Assignment: In how many lines of the entries below does "management" appear? Give only the number.

BEGIN Data for processing

//! User management endpoints.
//!
//! Listing is open to admin and supervisor sessions; mutations are a strictly
//! narrower set, admin only.

use axum::{
    extract::{Path, State},
    http::StatusCode,
    Json,
};
use serde::Serialize;
use std::sync::Arc;

use crate::auth::{self, Identity};
use crate::db::{self, CreateUserRequest, Role, UpdateUserRequest, UserResponse};
use crate::AppState;

use super::error::{ApiError, ValidationErrorBuilder};
use super::validation;

/// Users grouped by role, mirroring the management page layout.
#[derive(Debug, Serialize)]
pub struct UserListResponse {
    pub admins: Vec<UserResponse>,
    pub supervisors: Vec<UserResponse>,
    pub users: Vec<UserResponse>,
    pub clients: Vec<UserResponse>,
}

/// List all users grouped by role
///
/// GET /api/users
pub async fn list_users(
    State(state): State<Arc<AppState>>,
    identity: Identity,
) -> Result<Json<UserListResponse>, ApiError> {
    identity.require_role(&[Role::Admin, Role::Supervisor])?;

    let mut grouped = UserListResponse {
        admins: Vec::new(),
        supervisors: Vec::new(),
        users: Vec::new(),
        clients: Vec::new(),
    };

    for role in Role::ALL {
        let users = db::list_users_by_role(&state.db, role)
            .await?
            .into_iter()
            .map(UserResponse::from)
            .collect();
        match role {
            Role::Admin => grouped.admins = users,
            Role::Supervisor => grouped.supervisors = users,
            Role::User => grouped.users = users,
            Role::Client => grouped.clients = users,
        }
    }

    Ok(Json(grouped))
}

/// Create a new user
///
/// POST /api/users
pub async fn create_user(
    State(state): State<Arc<AppState>>,
    identity: Identity,
    Json(request): Json<CreateUserRequest>,
) -> Result<(StatusCode, Json<UserResponse>), ApiError> {
    identity.require_role(&[Role::Admin])?;

    let mut errors = ValidationErrorBuilder::new();
    if let Err(e) = validation::validate_username(&request.username) {
        errors.add("username", e);
    }
    if let Err(e) = validation::validate_email(&request.email) {
        errors.add("email", e);
    }
    if request.password.len() < state.config.auth.min_password_length {
        errors.add(
            "password",
            format!(
                "Password must be at least {} characters long",
                state.config.auth.min_password_length
            ),
        );
    }
    errors.finish()?;

    // Advisory pre-check for a friendly message; the UNIQUE constraint on
    // username is what actually closes the race between concurrent creates.
    if db::username_exists(&state.db, &request.username).await? {
        return Err(ApiError::conflict("Username already exists"));
    }

    let password_hash = auth::hash_password(&request.password)
        .map_err(|e| ApiError::internal(format!("Failed to hash password: {e}")))?;
    let id = uuid::Uuid::new_v4().to_string();

    match db::create_user(&state.db, &id, &request, &password_hash).await {
        Ok(()) => {}
        Err(e) => {
            let err = ApiError::from(e);
            if err.code() == super::error::ErrorCode::Conflict {
                return Err(ApiError::conflict("Username already exists"));
            }
            return Err(err);
        }
    }

    tracing::info!(username = %request.username, role = %request.role, "User created");

    let user = db::get_user_by_id(&state.db, &id)
        .await?
        .ok_or_else(|| ApiError::internal("User vanished after insert"))?;

    Ok((StatusCode::CREATED, Json(UserResponse::from(user))))
}

/// Update another user's profile fields and role
///
/// PUT /api/users/:id
pub async fn update_user(
    State(state): State<Arc<AppState>>,
    identity: Identity,
    Path(id): Path<String>,
    Json(request): Json<UpdateUserRequest>,
) -> Result<Json<UserResponse>, ApiError> {
    // Role changes are an escalation path, so this whole endpoint is
    // admin-only even though supervisors can see the listing.
    identity.require_role(&[Role::Admin])?;

    let user = db::get_user_by_id(&state.db, &id)
        .await?
        .ok_or_else(|| ApiError::not_found("User not found"))?;

    db::update_user_profile(
        &state.db,
        &user.id,
        request.first_name.trim(),
        request.last_name.trim(),
        &user.email,
        request.department.trim(),
    )
    .await?;
    db::update_user_role(&state.db, &user.id, request.role).await?;

    tracing::info!(username = %user.username, role = %request.role, "User updated");

    let updated = db::get_user_by_id(&state.db, &id)
        .await?
        .ok_or_else(|| ApiError::not_found("User not found"))?;

    Ok(Json(UserResponse::from(updated)))
}

#[cfg(test)]
mod tests {
    use crate::api::error::{ApiError, ErrorCode};
    use crate::db::{self, CreateUserRequest, Role};

    fn request(username: &str) -> CreateUserRequest {
        CreateUserRequest {
            username: username.to_string(),
            email: format!("{username}@example.com"),
            password: "hunter22".to_string(),
            role: Role::User,
            first_name: "Test".to_string(),
            last_name: "User".to_string(),
            department: "QA".to_string(),
        }
    }

    #[tokio::test]
    async fn duplicate_username_loses_the_race() {
        let pool = db::init_in_memory().await.unwrap();
        let req = request("dupe");
        let hash = crate::auth::hash_password("hunter22").unwrap();

        db::create_user(&pool, "u1", &req, &hash).await.unwrap();

        // Second insert with the same username must be stopped by the UNIQUE
        // constraint even though it skipped the advisory existence check.
        let err = db::create_user(&pool, "u2", &req, &hash).await.unwrap_err();
        assert_eq!(ApiError::from(err).code(), ErrorCode::Conflict);

        assert!(db::username_exists(&pool, "dupe").await.unwrap());
        assert!(db::get_user_by_id(&pool, "u2").await.unwrap().is_none());
    }
}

END Data for processing

Exercise result: 2